§ TASK DIRECTIONS
Print the entries below in their entirety, exactly as they are written.

___ DATA

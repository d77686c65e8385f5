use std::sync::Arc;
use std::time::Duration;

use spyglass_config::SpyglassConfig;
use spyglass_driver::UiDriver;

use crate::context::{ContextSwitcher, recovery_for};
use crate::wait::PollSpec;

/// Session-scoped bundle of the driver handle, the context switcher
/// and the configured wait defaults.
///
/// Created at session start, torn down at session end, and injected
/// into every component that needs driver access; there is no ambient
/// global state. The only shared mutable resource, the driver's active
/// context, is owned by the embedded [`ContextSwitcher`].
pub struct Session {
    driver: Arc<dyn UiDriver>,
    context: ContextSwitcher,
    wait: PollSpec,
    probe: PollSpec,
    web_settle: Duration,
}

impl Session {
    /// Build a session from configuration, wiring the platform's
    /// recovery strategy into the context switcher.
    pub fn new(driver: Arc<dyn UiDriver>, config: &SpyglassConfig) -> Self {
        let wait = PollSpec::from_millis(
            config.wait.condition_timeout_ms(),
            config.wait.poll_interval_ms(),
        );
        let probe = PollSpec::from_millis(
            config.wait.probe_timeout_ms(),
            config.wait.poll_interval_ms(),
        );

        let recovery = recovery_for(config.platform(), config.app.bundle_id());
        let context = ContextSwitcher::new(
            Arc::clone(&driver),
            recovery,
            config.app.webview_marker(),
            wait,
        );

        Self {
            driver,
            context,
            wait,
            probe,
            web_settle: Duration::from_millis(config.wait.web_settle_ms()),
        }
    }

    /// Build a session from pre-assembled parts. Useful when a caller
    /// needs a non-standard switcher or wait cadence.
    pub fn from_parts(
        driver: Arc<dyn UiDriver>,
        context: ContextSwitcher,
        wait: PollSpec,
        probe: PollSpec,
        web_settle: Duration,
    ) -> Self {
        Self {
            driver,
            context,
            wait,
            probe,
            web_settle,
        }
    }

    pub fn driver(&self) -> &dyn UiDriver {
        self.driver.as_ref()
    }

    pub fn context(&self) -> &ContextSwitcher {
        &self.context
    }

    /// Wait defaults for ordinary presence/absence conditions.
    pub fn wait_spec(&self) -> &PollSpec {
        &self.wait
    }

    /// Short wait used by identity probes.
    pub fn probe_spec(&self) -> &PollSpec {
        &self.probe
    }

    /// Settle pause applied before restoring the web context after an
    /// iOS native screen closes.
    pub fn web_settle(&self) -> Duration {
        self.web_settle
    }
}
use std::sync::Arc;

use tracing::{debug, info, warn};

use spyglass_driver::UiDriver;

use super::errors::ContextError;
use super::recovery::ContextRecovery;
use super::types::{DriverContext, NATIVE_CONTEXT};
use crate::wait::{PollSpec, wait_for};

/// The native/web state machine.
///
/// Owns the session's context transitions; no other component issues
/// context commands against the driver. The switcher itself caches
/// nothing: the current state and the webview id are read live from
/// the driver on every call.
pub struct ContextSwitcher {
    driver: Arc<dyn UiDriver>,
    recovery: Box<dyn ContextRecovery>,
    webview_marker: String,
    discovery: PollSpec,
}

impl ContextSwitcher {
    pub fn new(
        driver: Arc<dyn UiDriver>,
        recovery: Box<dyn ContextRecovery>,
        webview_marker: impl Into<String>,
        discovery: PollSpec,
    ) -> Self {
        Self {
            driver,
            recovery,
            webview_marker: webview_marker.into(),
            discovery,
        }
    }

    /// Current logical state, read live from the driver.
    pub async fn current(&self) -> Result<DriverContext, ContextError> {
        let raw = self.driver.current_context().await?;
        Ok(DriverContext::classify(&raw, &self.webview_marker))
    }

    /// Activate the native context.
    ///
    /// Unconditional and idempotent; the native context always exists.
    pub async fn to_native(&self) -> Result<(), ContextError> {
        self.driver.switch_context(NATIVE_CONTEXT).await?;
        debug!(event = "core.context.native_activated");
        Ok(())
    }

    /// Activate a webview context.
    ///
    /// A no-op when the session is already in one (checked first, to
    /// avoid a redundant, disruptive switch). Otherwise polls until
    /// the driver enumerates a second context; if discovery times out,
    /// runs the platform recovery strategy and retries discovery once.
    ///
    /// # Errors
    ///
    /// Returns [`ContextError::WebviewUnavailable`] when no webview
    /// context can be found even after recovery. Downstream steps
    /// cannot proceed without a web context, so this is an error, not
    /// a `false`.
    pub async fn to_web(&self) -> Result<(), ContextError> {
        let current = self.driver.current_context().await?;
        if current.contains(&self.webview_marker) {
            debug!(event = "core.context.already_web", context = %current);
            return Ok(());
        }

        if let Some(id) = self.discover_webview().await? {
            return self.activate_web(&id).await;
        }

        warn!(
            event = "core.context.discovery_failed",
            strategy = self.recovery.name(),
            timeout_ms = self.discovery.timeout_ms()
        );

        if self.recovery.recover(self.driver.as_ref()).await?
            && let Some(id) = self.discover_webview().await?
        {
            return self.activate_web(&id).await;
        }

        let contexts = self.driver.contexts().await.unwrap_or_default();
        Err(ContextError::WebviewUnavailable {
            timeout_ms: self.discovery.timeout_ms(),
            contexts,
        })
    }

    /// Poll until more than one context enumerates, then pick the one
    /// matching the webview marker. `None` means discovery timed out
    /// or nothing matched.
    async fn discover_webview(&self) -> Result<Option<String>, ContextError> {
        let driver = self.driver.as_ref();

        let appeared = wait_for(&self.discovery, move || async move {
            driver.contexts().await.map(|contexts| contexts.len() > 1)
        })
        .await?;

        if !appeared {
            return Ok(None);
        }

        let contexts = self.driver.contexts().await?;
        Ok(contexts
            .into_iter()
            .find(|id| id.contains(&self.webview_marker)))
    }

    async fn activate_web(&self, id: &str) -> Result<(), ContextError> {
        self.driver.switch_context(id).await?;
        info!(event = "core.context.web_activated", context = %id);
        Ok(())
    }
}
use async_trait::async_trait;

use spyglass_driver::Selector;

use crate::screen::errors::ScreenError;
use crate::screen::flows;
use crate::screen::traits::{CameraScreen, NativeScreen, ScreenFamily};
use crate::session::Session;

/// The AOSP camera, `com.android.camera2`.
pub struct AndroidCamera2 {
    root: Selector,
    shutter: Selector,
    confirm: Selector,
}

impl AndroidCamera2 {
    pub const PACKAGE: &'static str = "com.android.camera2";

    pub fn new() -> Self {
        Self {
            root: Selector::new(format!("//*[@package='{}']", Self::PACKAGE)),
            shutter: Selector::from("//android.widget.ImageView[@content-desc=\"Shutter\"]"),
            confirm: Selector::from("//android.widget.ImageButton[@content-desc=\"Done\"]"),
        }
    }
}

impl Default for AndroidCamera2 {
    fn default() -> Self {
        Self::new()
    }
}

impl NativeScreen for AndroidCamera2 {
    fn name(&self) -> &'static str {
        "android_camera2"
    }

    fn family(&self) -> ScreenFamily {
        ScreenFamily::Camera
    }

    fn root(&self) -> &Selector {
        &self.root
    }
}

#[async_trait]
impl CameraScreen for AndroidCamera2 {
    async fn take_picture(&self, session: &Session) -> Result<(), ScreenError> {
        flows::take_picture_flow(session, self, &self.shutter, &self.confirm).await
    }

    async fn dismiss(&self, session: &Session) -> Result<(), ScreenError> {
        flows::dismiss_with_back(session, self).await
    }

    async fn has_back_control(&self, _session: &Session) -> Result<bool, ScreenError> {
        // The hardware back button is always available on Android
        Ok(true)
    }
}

______

§ TASK SOLUTION
repository d77686c65e8385f5
use std::sync::Arc;
use std::time::Duration;

use spyglass_config::SpyglassConfig;
use spyglass_driver::UiDriver;

use crate::context::{ContextSwitcher, recovery_for};
use crate::wait::PollSpec;

/// Session-scoped bundle of the driver handle, the context switcher
/// and the configured wait defaults.
///
/// Created at session start, torn down at session end, and injected
/// into every component that needs driver access; there is no ambient
/// global state. The only shared mutable resource, the driver's active
/// context, is owned by the embedded [`ContextSwitcher`].
pub struct Session {
    driver: Arc<dyn UiDriver>,
    context: ContextSwitcher,
    wait: PollSpec,
    probe: PollSpec,
    web_settle: Duration,
}

impl Session {
    /// Build a session from configuration, wiring the platform's
    /// recovery strategy into the context switcher.
    pub fn new(driver: Arc<dyn UiDriver>, config: &SpyglassConfig) -> Self {
        let wait = PollSpec::from_millis(
            config.wait.condition_timeout_ms(),
            config.wait.poll_interval_ms(),
        );
        let probe = PollSpec::from_millis(
            config.wait.probe_timeout_ms(),
            config.wait.poll_interval_ms(),
        );

        let recovery = recovery_for(config.platform(), config.app.bundle_id());
        let context = ContextSwitcher::new(
            Arc::clone(&driver),
            recovery,
            config.app.webview_marker(),
            wait,
        );

        Self {
            driver,
            context,
            wait,
            probe,
            web_settle: Duration::from_millis(config.wait.web_settle_ms()),
        }
    }

    /// Build a session from pre-assembled parts. Useful when a caller
    /// needs a non-standard switcher or wait cadence.
    pub fn from_parts(
        driver: Arc<dyn UiDriver>,
        context: ContextSwitcher,
        wait: PollSpec,
        probe: PollSpec,
        web_settle: Duration,
    ) -> Self {
        Self {
            driver,
            context,
            wait,
            probe,
            web_settle,
        }
    }

    pub fn driver(&self) -> &dyn UiDriver {
        self.driver.as_ref()
    }

    pub fn context(&self) -> &ContextSwitcher {
        &self.context
    }

    /// Wait defaults for ordinary presence/absence conditions.
    pub fn wait_spec(&self) -> &PollSpec {
        &self.wait
    }

    /// Short wait used by identity probes.
    pub fn probe_spec(&self) -> &PollSpec {
        &self.probe
    }

    /// Settle pause applied before restoring the web context after an
    /// iOS native screen closes.
    pub fn web_settle(&self) -> Duration {
        self.web_settle
    }
}
use std::sync::Arc;

use tracing::{debug, info, warn};

use spyglass_driver::UiDriver;

use super::errors::ContextError;
use super::recovery::ContextRecovery;
use super::types::{DriverContext, NATIVE_CONTEXT};
use crate::wait::{PollSpec, wait_for};

/// The native/web state machine.
///
/// Owns the session's context transitions; no other component issues
/// context commands against the driver. The switcher itself caches
/// nothing: the current state and the webview id are read live from
/// the driver on every call.
pub struct ContextSwitcher {
    driver: Arc<dyn UiDriver>,
    recovery: Box<dyn ContextRecovery>,
    webview_marker: String,
    discovery: PollSpec,
}

impl ContextSwitcher {
    pub fn new(
        driver: Arc<dyn UiDriver>,
        recovery: Box<dyn ContextRecovery>,
        webview_marker: impl Into<String>,
        discovery: PollSpec,
    ) -> Self {
        Self {
            driver,
            recovery,
            webview_marker: webview_marker.into(),
            discovery,
        }
    }

    /// Current logical state, read live from the driver.
    pub async fn current(&self) -> Result<DriverContext, ContextError> {
        let raw = self.driver.current_context().await?;
        Ok(DriverContext::classify(&raw, &self.webview_marker))
    }

    /// Activate the native context.
    ///
    /// Unconditional and idempotent; the native context always exists.
    pub async fn to_native(&self) -> Result<(), ContextError> {
        self.driver.switch_context(NATIVE_CONTEXT).await?;
        debug!(event = "core.context.native_activated");
        Ok(())
    }

    /// Activate a webview context.
    ///
    /// A no-op when the session is already in one (checked first, to
    /// avoid a redundant, disruptive switch). Otherwise polls until
    /// the driver enumerates a second context; if discovery times out,
    /// runs the platform recovery strategy and retries discovery once.
    ///
    /// # Errors
    ///
    /// Returns [`ContextError::WebviewUnavailable`] when no webview
    /// context can be found even after recovery. Downstream steps
    /// cannot proceed without a web context, so this is an error, not
    /// a `false`.
    pub async fn to_web(&self) -> Result<(), ContextError> {
        let current = self.driver.current_context().await?;
        if current.contains(&self.webview_marker) {
            debug!(event = "core.context.already_web", context = %current);
            return Ok(());
        }

        if let Some(id) = self.discover_webview().await? {
            return self.activate_web(&id).await;
        }

        warn!(
            event = "core.context.discovery_failed",
            strategy = self.recovery.name(),
            timeout_ms = self.discovery.timeout_ms()
        );

        if self.recovery.recover(self.driver.as_ref()).await?
            && let Some(id) = self.discover_webview().await?
        {
            return self.activate_web(&id).await;
        }

        let contexts = self.driver.contexts().await.unwrap_or_default();
        Err(ContextError::WebviewUnavailable {
            timeout_ms: self.discovery.timeout_ms(),
            contexts,
        })
    }

    /// Poll until more than one context enumerates, then pick the one
    /// matching the webview marker. `None` means discovery timed out
    /// or nothing matched.
    async fn discover_webview(&self) -> Result<Option<String>, ContextError> {
        let driver = self.driver.as_ref();

        let appeared = wait_for(&self.discovery, move || async move {
            driver.contexts().await.map(|contexts| contexts.len() > 1)
        })
        .await?;

        if !appeared {
            return Ok(None);
        }

        let contexts = self.driver.contexts().await?;
        Ok(contexts
            .into_iter()
            .find(|id| id.contains(&self.webview_marker)))
    }

    async fn activate_web(&self, id: &str) -> Result<(), ContextError> {
        self.driver.switch_context(id).await?;
        info!(event = "core.context.web_activated", context = %id);
        Ok(())
    }
}
use async_trait::async_trait;

use spyglass_driver::Selector;

use crate::screen::errors::ScreenError;
use crate::screen::flows;
use crate::screen::traits::{CameraScreen, NativeScreen, ScreenFamily};
use crate::session::Session;

/// The AOSP camera, `com.android.camera2`.
pub struct AndroidCamera2 {
    root: Selector,
    shutter: Selector,
    confirm: Selector,
}

impl AndroidCamera2 {
    pub const PACKAGE: &'static str = "com.android.camera2";

    pub fn new() -> Self {
        Self {
            root: Selector::new(format!("//*[@package='{}']", Self::PACKAGE)),
            shutter: Selector::from("//android.widget.ImageView[@content-desc=\"Shutter\"]"),
            confirm: Selector::from("//android.widget.ImageButton[@content-desc=\"Done\"]"),
        }
    }
}

impl Default for AndroidCamera2 {
    fn default() -> Self {
        Self::new()
    }
}

impl NativeScreen for AndroidCamera2 {
    fn name(&self) -> &'static str {
        "android_camera2"
    }

    fn family(&self) -> ScreenFamily {
        ScreenFamily::Camera
    }

    fn root(&self) -> &Selector {
        &self.root
    }
}

#[async_trait]
impl CameraScreen for AndroidCamera2 {
    async fn take_picture(&self, session: &Session) -> Result<(), ScreenError> {
        flows::take_picture_flow(session, self, &self.shutter, &self.confirm).await
    }

    async fn dismiss(&self, session: &Session) -> Result<(), ScreenError> {
        flows::dismiss_with_back(session, self).await
    }

    async fn has_back_control(&self, _session: &Session) -> Result<bool, ScreenError> {
        // The hardware back button is always available on Android
        Ok(true)
    }
}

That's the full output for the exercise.